Anti-Vaccine Groups Celebrated After Protesters Shouting Savile Slur Mobbed Keir Starmer
4 min read
A number of anti-vaccine groups have praised an incident in which abuse was aimed at Labour leader Keir Starmer by a group of protesters following Boris Johnson's false claims about his involvement with the case surrounding sex offences by Jimmy Savile.
Discussion of the debunked claim about Starmer's role in the decision not to bring charges against child sex offender Savile when he was the head of Crown Prosecution Services (CPS) increased significantly in anti-vaccine groups on Telegram following Boris Johnson's use of the slur during a Commons debate last week.
A moderator of one group posted that Johnson had "dropped the Jimmy Savile bomb" on Starmer. Others linked Johnson's comment to a debunked conspiracy theory which gained ground in the USA after anonymous accounts claimed Hilary Clinton and other senior politicians were involved in a child abuse ring.
Starmer was accosted on Monday by a group of protesters who shouted abuse about his support for lockdowns and accused him of being a "paedophile" who had protected Savile. Starmer was bundled into a police car to avoid the mob.
In a video posted in one group following Monday's, a woman who was arrested following the incident said she had repeated the claims during her interview with police.
"I pointed out in my interview that there were people there that were very angry with him because he was the head of the Crown Prosecution that decided there wasn't enough evidence on Jimmy Savile," she said.
The woman also said the encounter would send a "clear message ... that these people can't walk the streets alone anymore".
Almost 3,000 people have already seen the video which was posted late on Monday night with hundreds of other comments about the protests being shared in several groups with thousands of members.
Another video posted by a man taking part in the protest showed others shouting that Starmer had "let off" Savile and screamed at the Labour leader that "paedophile protectors shouldn't be out on the streets".
In one video a protester could be heard directly echoing Johnson's words in the Commons that Starmer had "spent more time prosecuting journalists".
"Why did you go after Julian Assange, why did you go after journalists?," they shouted, referencing Starmer's role as Director of Public Prosecutions in the legal issues faced by the Wikileaks founder.
In response to the videos, several other members of the group posted violent messages, including death threats aimed at Starmer and pictures of a guillotine.

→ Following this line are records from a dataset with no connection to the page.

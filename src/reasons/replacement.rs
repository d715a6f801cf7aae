//! Point redistribution.
//!
//! A rule `from -> to` sends the value computed at `from` to `to`. Rules
//! are kept path compressed: every entry names its final destination, so
//! redistribution never follows more than one hop.

use super::error::ReasonError;
use crate::board::{BoardSize, Point};

#[derive(Debug, Clone)]
pub struct ReplacementMap {
    size: BoardSize,
    targets: Vec<Option<Point>>,
}

impl ReplacementMap {
    pub fn new(size: BoardSize) -> Self {
        ReplacementMap {
            size,
            targets: vec![None; size.area()],
        }
    }

    pub fn clear(&mut self) {
        self.targets.iter_mut().for_each(|t| *t = None);
    }

    /// Final destination for `from`, if it is redirected.
    pub fn get(&self, from: Point) -> Option<Point> {
        if self.size.contains(from) {
            self.targets[self.size.index(from)]
        } else {
            None
        }
    }

    /// Adds the rule `from -> to`.
    ///
    /// A rule compatible with an existing one for `from` is accepted and
    /// changes nothing. Self-loops and rules closing a cycle are rejected.
    pub fn add(&mut self, from: Point, to: Point) -> Result<(), ReasonError> {
        for p in [from, to] {
            if !self.size.contains(p) {
                return Err(ReasonError::OffBoard(p));
            }
        }
        if from == to {
            return Err(ReasonError::CyclicReplacement { from, to });
        }

        let onward = self.get(to);
        if let Some(existing) = self.get(from) {
            if existing == to || onward == Some(existing) || self.get(existing) == Some(to) {
                return Ok(());
            }
            return Err(ReasonError::ConflictingReplacement { from, to, existing });
        }

        if onward == Some(from) {
            return Err(ReasonError::CyclicReplacement { from, to });
        }

        let destination = onward.unwrap_or(to);
        let index = self.size.index(from);
        self.targets[index] = Some(destination);
        for target in self.targets.iter_mut() {
            if *target == Some(from) {
                *target = Some(destination);
            }
        }
        log::trace!("move at {} is replaced by {}", from, destination);
        Ok(())
    }

    /// All rules in row-major order of their source.
    pub fn iter(&self) -> impl Iterator<Item = (Point, Point)> + '_ {
        self.size
            .points()
            .filter_map(move |p| self.get(p).map(|t| (p, t)))
    }
}
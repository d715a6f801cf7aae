use log::trace;

use crate::board::{Color, Point, Safety, Status};
use crate::oracle::{BoardView, Oracle};
use crate::reasons::{ReasonError, ReasonKind, Subject};
use crate::session::Session;

impl Session {
    fn owl_attack_known_for<B: BoardView + ?Sized>(&self, board: &B, pos: Point, dd: Point) -> bool {
        self.registry
            .find_dragon(board.dragon(dd).origin)
            .is_some_and(|d| self.owl_attack_known(pos, Some(d)))
    }

    fn owl_defense_known_for<B: BoardView + ?Sized>(&self, board: &B, pos: Point, dd: Point) -> bool {
        self.registry
            .find_dragon(board.dragon(dd).origin)
            .is_some_and(|d| self.owl_defense_known(pos, Some(d)))
    }

    /// Tests strategic, tactical, vital eye and connection moves on owl
    /// critical dragons and upgrades them to owl reasons when the owl
    /// reader agrees.
    pub fn find_more_owl_attack_and_defense_moves<O: Oracle + ?Sized>(
        &mut self,
        oracle: &mut O,
        color: Color,
    ) -> Result<(), ReasonError> {
        use ReasonKind::*;
        for pos in self.size.points() {
            for reason in self.reason_snapshot(pos) {
                let targets: [Option<Point>; 2] = match (reason.kind, reason.subject) {
                    (StrategicAttack | StrategicDefend, Subject::Dragon(d)) => {
                        [Some(self.registry.dragon_origin(d)), None]
                    }
                    (
                        Attack | AttackGoodKo | AttackBadKo | Defend | DefendGoodKo | DefendBadKo,
                        Subject::Worm(w),
                    ) => [Some(self.registry.worm_origin(w)), None],
                    (VitalEye, Subject::Eye(e)) => {
                        let (eye, ecolor) = self.registry.eye_key(e);
                        match oracle.eye_dragon(eye, ecolor) {
                            Some(dd) => [Some(dd), None],
                            None => continue,
                        }
                    }
                    (Connect, Subject::Connection(c)) => {
                        let (a, b) = self.registry.connection_dragons(c);
                        [
                            Some(self.registry.dragon_origin(a)),
                            Some(self.registry.dragon_origin(b)),
                        ]
                    }
                    _ => continue,
                };

                for dd in targets.into_iter().flatten() {
                    let dragon = oracle.dragon(dd);
                    if dragon.safety == Safety::Inessential || dragon.owl_status != Status::Critical
                    {
                        continue;
                    }
                    let stone = oracle.color_at(dd);
                    let attacking = matches!(
                        reason.kind,
                        StrategicAttack | Attack | AttackGoodKo | AttackBadKo
                    ) || (reason.kind == VitalEye && stone == Some(color.other()));
                    let defending = matches!(
                        reason.kind,
                        StrategicDefend | Connect | Defend | DefendGoodKo | DefendBadKo
                    ) || (reason.kind == VitalEye && stone == Some(color));

                    if attacking && !self.owl_attack_known_for(&*oracle, pos, dd) {
                        let acode = oracle.owl_does_attack(pos, dd);
                        if acode >= dragon.owl_attack_code {
                            self.add_owl_attack_move(&*oracle, pos, dd, acode)?;
                            trace!("Move at {pos} owl attacks {dd}, result {acode:?}");
                        }
                    }
                    if defending && !self.owl_defense_known_for(&*oracle, pos, dd) {
                        let dcode = oracle.owl_does_defend(pos, dd);
                        if dcode >= dragon.owl_defense_code {
                            self.add_owl_defense_move(&*oracle, pos, dd, dcode)?;
                            trace!("Move at {pos} owl defends {dd}, result {dcode:?}");
                        }
                    }
                }
            }
        }

        // Owl moves against one critical dragon may also work on an
        // adjacent critical dragon.
        for pos in self.size.points() {
            let Some(stone) = oracle.color_at(pos) else {
                continue;
            };
            let dragon = oracle.dragon(pos);
            if dragon.origin != pos || dragon.owl_status != Status::Critical {
                continue;
            }
            for pos2 in self.size.points() {
                if oracle.color_at(pos2).is_some() {
                    continue;
                }
                let worth_trying = self.reasons_at(pos2).any(|r| {
                    (r.kind.is_owl_attack() || r.kind.is_owl_defense())
                        && matches!(r.subject, Subject::Dragon(d)
                            if oracle.are_neighbor_dragons(self.registry.dragon_origin(d), pos))
                });
                if !worth_trying {
                    continue;
                }
                if stone == color {
                    if !self.owl_defense_known_for(&*oracle, pos2, pos) {
                        let dcode = oracle.owl_does_defend(pos2, pos);
                        if dcode >= dragon.owl_defense_code {
                            self.add_owl_defense_move(&*oracle, pos2, pos, dcode)?;
                        }
                    }
                } else if !self.owl_attack_known_for(&*oracle, pos2, pos) {
                    let acode = oracle.owl_does_attack(pos2, pos);
                    if acode >= dragon.owl_attack_code {
                        self.add_owl_attack_move(&*oracle, pos2, pos, acode)?;
                    }
                }
            }
        }
        Ok(())
    }
}
//! Board coordinates.
//!
//! Points use `(row, col)` with row 0 on the bottom edge. The text form is
//! the usual vertex notation (`A1` .. `Z25`, skipping the letter `I`).
//! The derived ordering is row-major, which is also the canonical scan order
//! used by every pass over the board.

use std::fmt;
use std::str::FromStr;

use serde::{Deserialize, Serialize};
use thiserror::Error;

/// Largest supported board edge.
pub const MAX_BOARD: u8 = 25;

/// Column letters in vertex notation.
const COLUMNS: &[u8; 25] = b"ABCDEFGHJKLMNOPQRSTUVWXYZ";

/// Errors produced when parsing points or building board sizes.
#[derive(Debug, Error, PartialEq, Eq)]
pub enum PointError {
    #[error("empty vertex")]
    Empty,

    #[error("invalid column '{0}'")]
    InvalidColumn(char),

    #[error("invalid row '{0}'")]
    InvalidRow(String),

    #[error("board size {0} is not between 1 and 25")]
    InvalidSize(u8),
}

/// A single intersection.
#[derive(Debug, Clone, Copy, PartialEq, Eq, Hash, PartialOrd, Ord, Serialize, Deserialize)]
#[serde(try_from = "String", into = "String")]
pub struct Point {
    pub row: u8,
    pub col: u8,
}

impl Point {
    pub const fn new(row: u8, col: u8) -> Self {
        Point { row, col }
    }
}

impl fmt::Display for Point {
    fn fmt(&self, f: &mut fmt::Formatter<'_>) -> fmt::Result {
        let letter = COLUMNS.get(self.col as usize).copied().unwrap_or(b'?') as char;
        write!(f, "{}{}", letter, self.row as u32 + 1)
    }
}

impl FromStr for Point {
    type Err = PointError;

    fn from_str(s: &str) -> Result<Self, Self::Err> {
        let s = s.trim();
        let mut chars = s.chars();
        let letter = chars.next().ok_or(PointError::Empty)?;
        let upper = letter.to_ascii_uppercase();
        let col = COLUMNS
            .iter()
            .position(|&c| c as char == upper)
            .ok_or(PointError::InvalidColumn(letter))?;
        let digits = chars.as_str();
        let row: u8 = digits
            .parse()
            .map_err(|_| PointError::InvalidRow(digits.to_string()))?;
        if row == 0 || row > MAX_BOARD {
            return Err(PointError::InvalidRow(digits.to_string()));
        }
        Ok(Point::new(row - 1, col as u8))
    }
}

impl TryFrom<String> for Point {
    type Error = PointError;

    fn try_from(s: String) -> Result<Self, Self::Error> {
        s.parse()
    }
}

impl From<Point> for String {
    fn from(p: Point) -> String {
        p.to_string()
    }
}

/// Edge length of a square board.
#[derive(Debug, Clone, Copy, PartialEq, Eq, Hash)]
pub struct BoardSize(u8);

impl BoardSize {
    pub fn new(n: u8) -> Result<Self, PointError> {
        if n == 0 || n > MAX_BOARD {
            return Err(PointError::InvalidSize(n));
        }
        Ok(BoardSize(n))
    }

    pub fn get(self) -> u8 {
        self.0
    }

    /// Number of intersections.
    pub fn area(self) -> usize {
        self.0 as usize * self.0 as usize
    }

    pub fn contains(self, p: Point) -> bool {
        p.row < self.0 && p.col < self.0
    }

    /// Dense index of an on-board point.
    pub fn index(self, p: Point) -> usize {
        p.row as usize * self.0 as usize + p.col as usize
    }

    /// Inverse of [`BoardSize::index`].
    pub fn point(self, index: usize) -> Point {
        let n = self.0 as usize;
        Point::new((index / n) as u8, (index % n) as u8)
    }

    /// All points in row-major order.
    pub fn points(self) -> impl Iterator<Item = Point> {
        let n = self.0;
        (0..n).flat_map(move |row| (0..n).map(move |col| Point::new(row, col)))
    }

    /// All points as read off a diagram: top row first, each row left to
    /// right. Move selection breaks exact ties in this order.
    pub fn points_from_top(self) -> impl Iterator<Item = Point> {
        let n = self.0;
        (0..n)
            .rev()
            .flat_map(move |row| (0..n).map(move |col| Point::new(row, col)))
    }

    /// Orthogonal neighbours that lie on the board.
    pub fn neighbors(self, p: Point) -> impl Iterator<Item = Point> {
        let n = self.0 as i16;
        let (r, c) = (p.row as i16, p.col as i16);
        [(r - 1, c), (r, c - 1), (r + 1, c), (r, c + 1)]
            .into_iter()
            .filter(move |&(r, c)| r >= 0 && c >= 0 && r < n && c < n)
            .map(|(r, c)| Point::new(r as u8, c as u8))
    }
}

#[cfg(test)]
mod tests {
    use super::*;

    #[test]
    fn vertex_notation_skips_i() {
        assert_eq!(Point::new(3, 3).to_string(), "D4");
        assert_eq!(Point::new(0, 8).to_string(), "J1");
        assert_eq!("j1".parse::<Point>(), Ok(Point::new(0, 8)));
        assert_eq!("T19".parse::<Point>(), Ok(Point::new(18, 18)));
    }

    #[test]
    fn bad_vertices_are_rejected() {
        assert_eq!("".parse::<Point>(), Err(PointError::Empty));
        assert_eq!("I5".parse::<Point>(), Err(PointError::InvalidColumn('I')));
        assert!(matches!("C0".parse::<Point>(), Err(PointError::InvalidRow(_))));
        assert!(matches!("Cx".parse::<Point>(), Err(PointError::InvalidRow(_))));
    }

    #[test]
    fn points_follow_row_major_order() {
        let size = BoardSize::new(3).unwrap();
        let points: Vec<Point> = size.points().collect();
        assert_eq!(points.len(), 9);
        assert!(points.windows(2).all(|w| w[0] < w[1]));
        for (i, p) in points.iter().enumerate() {
            assert_eq!(size.index(*p), i);
            assert_eq!(size.point(i), *p);
        }
    }

    #[test]
    fn diagram_order_starts_at_top_left() {
        let size = BoardSize::new(3).unwrap();
        let points: Vec<String> = size.points_from_top().map(|p| p.to_string()).collect();
        assert_eq!(points, ["A3", "B3", "C3", "A2", "B2", "C2", "A1", "B1", "C1"]);
    }

    #[test]
    fn corner_has_two_neighbors() {
        let size = BoardSize::new(9).unwrap();
        assert_eq!(size.neighbors(Point::new(0, 0)).count(), 2);
        assert_eq!(size.neighbors(Point::new(4, 0)).count(), 3);
        assert_eq!(size.neighbors(Point::new(4, 4)).count(), 4);
    }

    #[test]
    fn size_is_bounded() {
        assert!(BoardSize::new(0).is_err());
        assert!(BoardSize::new(26).is_err());
        assert_eq!(BoardSize::new(19).unwrap().area(), 361);
    }

    #[test]
    fn serde_uses_vertex_strings() {
        let p: Point = serde_json::from_str("\"C3\"").unwrap();
        assert_eq!(p, Point::new(2, 2));
        assert_eq!(serde_json::to_string(&p).unwrap(), "\"C3\"");
    }
}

Others falsely claimed Monday's incident had been "staged" by the police and politicians to put pressure on the Prime Minister to retract the comments and to encourage a crackdown on further anti-vaccine protests.
Anti-vaccine protestors have become a frequent sight in Westminster during the pandemic, with a number of different organisations protesting over the vaccine programme and spreading debunked conspiracy theories about Covid-19.

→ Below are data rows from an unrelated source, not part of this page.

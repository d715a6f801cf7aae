//! Scenario files: a position, its static analysis, scripted reading
//! results and the reasons the analysers would have registered.

use std::fs;
use std::path::Path;

use serde::{Deserialize, Serialize};

use super::{Sandbox, ScenarioError};
use crate::board::{BoardSize, Color, Outcome, Point, Safety, Status};
use crate::config::ReviewConfig;
use crate::oracle::BoardView;
use crate::reasons::ReasonError;
use crate::select::Decision;
use crate::session::Session;

fn win() -> Outcome {
    Outcome::Win
}

/// Overrides for the static data of the worm through `stone`.
#[derive(Debug, Clone, PartialEq, Serialize, Deserialize)]
pub struct WormSpec {
    pub stone: Point,
    #[serde(default)]
    pub attack: Outcome,
    #[serde(default)]
    pub attack_point: Option<Point>,
    #[serde(default)]
    pub defense: Outcome,
    #[serde(default)]
    pub defense_point: Option<Point>,
    #[serde(default)]
    pub effective_size: Option<f32>,
    #[serde(default)]
    pub cutstone2: u32,
    #[serde(default)]
    pub inessential: bool,
}

/// Groups the worms through `stones` into one dragon and sets its data.
#[derive(Debug, Clone, PartialEq, Default, Serialize, Deserialize)]
#[serde(default)]
pub struct DragonSpec {
    pub stones: Vec<Point>,
    pub status: Status,
    pub matcher_status: Status,
    pub owl_status: Status,
    pub owl_attack: Outcome,
    pub owl_defense: Outcome,
    pub safety: Safety,
    pub effective_size: Option<f32>,
    pub escape_route: i32,
    pub moyo: i32,
    pub genus: i32,
    pub heyes: i32,
    pub heye: Option<Point>,
}

/// An eye space of `color` owned by the dragon through `dragon`.
#[derive(Debug, Clone, PartialEq, Serialize, Deserialize)]
pub struct EyeSpec {
    pub color: Color,
    pub points: Vec<Point>,
    #[serde(default)]
    pub dragon: Option<Point>,
}

/// Tactical reading result for `worm` after the trial moves in `after`
/// have been played, in order.
#[derive(Debug, Clone, PartialEq, Serialize, Deserialize)]
pub struct Reading {
    #[serde(default)]
    pub after: Vec<Point>,
    pub worm: Point,
    pub result: Outcome,
}

/// Owl reading result for playing `at` against or for `dragon`.
#[derive(Debug, Clone, PartialEq, Serialize, Deserialize)]
pub struct OwlReading {
    pub at: Point,
    pub dragon: Point,
    #[serde(default = "win")]
    pub result: Outcome,
}

#[derive(Debug, Clone, Copy, PartialEq, Serialize, Deserialize)]
pub struct MoveOnWorm {
    pub at: Point,
    pub worm: Point,
}

#[derive(Debug, Clone, Copy, PartialEq, Serialize, Deserialize)]
pub struct MoveOnPair {
    pub at: Point,
    pub a: Point,
    pub b: Point,
}

#[derive(Debug, Clone, Copy, PartialEq, Serialize, Deserialize)]
pub struct PointOutcome {
    pub at: Point,
    pub result: Outcome,
}

#[derive(Debug, Clone, Copy, PartialEq, Serialize, Deserialize)]
pub struct PointValue {
    pub at: Point,
    pub value: f32,
}

#[derive(Debug, Clone, Copy, PartialEq, Serialize, Deserialize)]
pub struct PointLoss {
    pub at: Point,
    pub loss: i32,
}

#[derive(Debug, Clone, Copy, PartialEq, Serialize, Deserialize)]
pub struct PointColor {
    pub at: Point,
    pub color: Color,
}

/// Answers of the collaborators that cannot be derived from the board.
#[derive(Debug, Clone, PartialEq, Default, Serialize, Deserialize)]
#[serde(default)]
pub struct Script {
    /// Attack results; unlisted worms keep their static attack code.
    pub attack: Vec<Reading>,
    /// Defense results; unlisted worms keep their static defense code.
    pub defense: Vec<Reading>,
    pub does_defend: Vec<MoveOnWorm>,
    pub owl_attack: Vec<OwlReading>,
    pub owl_defense: Vec<OwlReading>,
    pub owl_connection: Vec<MoveOnPair>,
    /// Blunder checker results; unlisted moves are safe.
    pub safe_move: Vec<PointOutcome>,
    /// Stones lost by playing a move.
    pub blunders: Vec<PointLoss>,
    /// Territory gained by a move beyond captured and saved stones.
    pub territory: Vec<PointValue>,
    pub territory_color: Vec<PointColor>,
    pub ko_stones: Vec<Point>,
    /// Empty points whose capture is forbidden by the ko rule.
    pub illegal_ko: Vec<Point>,
    pub last_move: Option<Point>,
}

/// One call into the reason collection API.
#[derive(Debug, Clone, PartialEq, Serialize, Deserialize)]
#[serde(tag = "reason", rename_all = "snake_case")]
pub enum Observation {
    Attack {
        at: Point,
        worm: Point,
        #[serde(default = "win")]
        code: Outcome,
    },
    Defend {
        at: Point,
        worm: Point,
        #[serde(default = "win")]
        code: Outcome,
    },
    AttackThreat { at: Point, worm: Point },
    DefendThreat { at: Point, worm: Point },
    Connect { at: Point, a: Point, b: Point },
    Cut { at: Point, a: Point, b: Point },
    Antisuji { at: Point },
    Semeai { at: Point, dragon: Point },
    SemeaiThreat { at: Point, dragon: Point },
    VitalEye { at: Point, eye: Point, color: Color },
    AttackEither { at: Point, a: Point, b: Point },
    DefendBoth { at: Point, a: Point, b: Point },
    BlockTerritory { at: Point },
    ExpandTerritory { at: Point },
    ExpandMoyo { at: Point },
    StrategicAttack { at: Point, dragon: Point },
    StrategicDefend { at: Point, dragon: Point },
    OwlAttack {
        at: Point,
        dragon: Point,
        #[serde(default = "win")]
        code: Outcome,
    },
    OwlDefend {
        at: Point,
        dragon: Point,
        #[serde(default = "win")]
        code: Outcome,
    },
    OwlAttackThreat { at: Point, dragon: Point },
    OwlDefenseThreat { at: Point, dragon: Point },
    OwlPreventThreat { at: Point, dragon: Point },
    UncertainOwlAttack { at: Point, dragon: Point },
    UncertainOwlDefense { at: Point, dragon: Point },
    MyAtariAtari { at: Point, size: u32 },
    YourAtariAtari { at: Point, size: u32 },
    Shape { at: Point, value: f32 },
    WorthwhileThreat { at: Point },
    Followup { at: Point, value: f32 },
    ReverseFollowup { at: Point, value: f32 },
    MinValue { at: Point, value: f32 },
    MaxValue { at: Point, value: f32 },
    MinTerritory { at: Point, value: f32 },
    MaxTerritory { at: Point, value: f32 },
    Replace { from: Point, to: Point },
    Lunch { eater: Point, food: Point },
}

impl Observation {
    /// Registers the observation with `session`.
    pub fn apply<B: BoardView + ?Sized>(
        &self,
        session: &mut Session,
        board: &B,
    ) -> Result<(), ReasonError> {
        use Observation::*;
        match *self {
            Attack { at, worm, code } => session.add_attack_move(board, at, worm, code),
            Defend { at, worm, code } => session.add_defense_move(board, at, worm, code),
            AttackThreat { at, worm } => session.add_attack_threat_move(board, at, worm),
            DefendThreat { at, worm } => session.add_defense_threat_move(board, at, worm),
            Connect { at, a, b } => session.add_connection_move(board, at, a, b),
            Cut { at, a, b } => session.add_cut_move(board, at, a, b),
            Antisuji { at } => session.add_antisuji_move(at),
            Semeai { at, dragon } => session.add_semeai_move(board, at, dragon),
            SemeaiThreat { at, dragon } => session.add_semeai_threat(board, at, dragon),
            VitalEye { at, eye, color } => session.add_vital_eye_move(board, at, eye, color),
            AttackEither { at, a, b } => session.add_attack_either_move(board, at, a, b),
            DefendBoth { at, a, b } => session.add_defend_both_move(board, at, a, b),
            BlockTerritory { at } => session.add_block_territory_move(at),
            ExpandTerritory { at } => session.add_expand_territory_move(at),
            ExpandMoyo { at } => session.add_expand_moyo_move(at),
            StrategicAttack { at, dragon } => session.add_strategical_attack_move(board, at, dragon),
            StrategicDefend { at, dragon } => {
                session.add_strategical_defense_move(board, at, dragon)
            }
            OwlAttack { at, dragon, code } => session.add_owl_attack_move(board, at, dragon, code),
            OwlDefend { at, dragon, code } => session.add_owl_defense_move(board, at, dragon, code),
            OwlAttackThreat { at, dragon } => session.add_owl_attack_threat_move(board, at, dragon),
            OwlDefenseThreat { at, dragon } => {
                session.add_owl_defense_threat_move(board, at, dragon)
            }
            OwlPreventThreat { at, dragon } => {
                session.add_owl_prevent_threat_move(board, at, dragon)
            }
            UncertainOwlAttack { at, dragon } => {
                session.add_owl_uncertain_attack_move(board, at, dragon)
            }
            UncertainOwlDefense { at, dragon } => {
                session.add_owl_uncertain_defense_move(board, at, dragon)
            }
            MyAtariAtari { at, size } => session.add_my_atari_atari_move(at, size),
            YourAtariAtari { at, size } => session.add_your_atari_atari_move(at, size),
            Shape { at, value } => session.add_shape_value(at, value),
            WorthwhileThreat { at } => session.add_worthwhile_threat_move(at),
            Followup { at, value } => session.add_followup_value(at, value),
            ReverseFollowup { at, value } => session.add_reverse_followup_value(at, value),
            MinValue { at, value } => session.set_minimum_move_value(at, value),
            MaxValue { at, value } => session.set_maximum_move_value(at, value),
            MinTerritory { at, value } => session.set_minimum_territorial_value(at, value),
            MaxTerritory { at, value } => session.set_maximum_territorial_value(at, value),
            Replace { from, to } => session.add_replacement_move(from, to),
            Lunch { eater, food } => session.add_lunch(board, eater, food),
        }
    }
}

/// A complete review problem.
#[derive(Debug, Clone, PartialEq, Serialize, Deserialize)]
pub struct Scenario {
    #[serde(default)]
    pub name: String,
    /// Rows from the top of the board down: `X` black, `O` white, `.`
    /// empty.
    pub board: Vec<String>,
    pub to_move: Color,
    #[serde(default)]
    pub worms: Vec<WormSpec>,
    #[serde(default)]
    pub dragons: Vec<DragonSpec>,
    #[serde(default)]
    pub eyes: Vec<EyeSpec>,
    #[serde(default)]
    pub script: Script,
    #[serde(default)]
    pub observations: Vec<Observation>,
    #[serde(default)]
    pub pure_threat_value: f32,
    /// Score estimate, positive when White leads.
    #[serde(default)]
    pub score: f32,
    #[serde(default)]
    pub config: ReviewConfig,
}

impl Scenario {
    pub fn from_json(text: &str) -> Result<Self, ScenarioError> {
        Ok(serde_json::from_str(text)?)
    }

    pub fn load(path: impl AsRef<Path>) -> Result<Self, ScenarioError> {
        let text = fs::read_to_string(path)?;
        Self::from_json(&text)
    }

    /// Board size and stones, indexed row-major from the bottom line.
    pub fn parse_board(&self) -> Result<(BoardSize, Vec<Option<Color>>), ScenarioError> {
        let n = u8::try_from(self.board.len()).map_err(|_| ScenarioError::BoardTooLarge)?;
        let size = BoardSize::new(n)?;
        let mut stones = vec![None; size.area()];
        for (k, line) in self.board.iter().enumerate() {
            let row = n as usize - 1 - k;
            let cells: Vec<char> = line.chars().filter(|c| !c.is_whitespace()).collect();
            if cells.len() != n as usize {
                return Err(ScenarioError::RowLength {
                    row: k + 1,
                    expected: n as usize,
                    found: cells.len(),
                });
            }
            for (col, c) in cells.into_iter().enumerate() {
                let stone = match c {
                    'X' | 'x' => Some(Color::Black),
                    'O' | 'o' => Some(Color::White),
                    '.' | '+' => None,
                    other => return Err(ScenarioError::BadCell(other)),
                };
                stones[size.index(Point::new(row as u8, col as u8))] = stone;
            }
        }
        Ok((size, stones))
    }

    /// Sets up the collaborators and a session holding every observation.
    pub fn build(&self) -> Result<(Sandbox, Session), ScenarioError> {
        let sandbox = Sandbox::from_scenario(self)?;
        let mut session = Session::new(sandbox.size(), self.config.clone());
        for observation in &self.observations {
            observation.apply(&mut session, &sandbox)?;
        }
        Ok((sandbox, session))
    }

    /// Runs a full review of the scenario.
    pub fn review(&self) -> Result<Option<Decision>, ScenarioError> {
        let (mut sandbox, mut session) = self.build()?;
        let decision = session.review_move_reasons(
            &mut sandbox,
            self.to_move,
            self.pure_threat_value,
            self.score,
        )?;
        Ok(decision)
    }
}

It is believed Starmer was accosted after being spotted by a group protesting against Covid measures as he walked outside Parliament rather than being directly targeted by the group.
Johnson has repeatedly refused to apologise for the remarks, saying instead he wanted to clarify that he didn't believe Starmer was personally responsible for failing to prosecute Savile.

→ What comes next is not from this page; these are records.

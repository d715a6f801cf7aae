//! Tesuji move review library.
//!
//! Collects the reasons other analysers find for playing each point,
//! induces further reasons, checks move safety, values every point and
//! selects the move to play. The analysers themselves sit behind the
//! traits in [`oracle`]; [`sandbox`] provides a scripted implementation
//! used by the tests, the `review` binary and the benchmark.

pub mod board;
pub mod config;
pub mod eval;
mod induce;
pub mod oracle;
pub mod reasons;
pub mod safety;
pub mod sandbox;
pub mod select;
pub mod session;

pub use board::{BoardSize, Color, Outcome, Point, PointSet, Safety, Status};
pub use config::{ConfigError, ReviewConfig};
pub use oracle::Oracle;
pub use reasons::{ReasonError, ReasonKind};
pub use sandbox::{Sandbox, Scenario, ScenarioError};
pub use select::Decision;
pub use session::Session;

A poll released today by Savanta ComRes found that 69% of people surveyed believed Boris Johnson was responsible for the behaviour of the protestors who targeted Starmer, with 68% saying Johnson should publicly apologise for his comments.
A Downing Street spokesperson said on Tuesday that Johnson had "clarified" his comments because they were "capable of being misconstrued by a tiny minority".
But Labour MP Chris Bryant said Johnson had employed the "Donald Trump playbook" by raising the commonly shared conspiracy theory that Starmer was implicated in the decision not to bring charges against Savile.
"This is despicable. It's deliberate," Bryant said. "It's not accidental, it's an attempt to incite a mob either online or physically in person. It's not how we do politics in this country."
Commons Speaker Lindsay Hoyle condemned the abuse of Starmer, saying Johnson's comments "only inflame opinions and generate disregard for the house and it is not acceptable".
He added: "Our words have consequences. And we should always be mindful of that fact."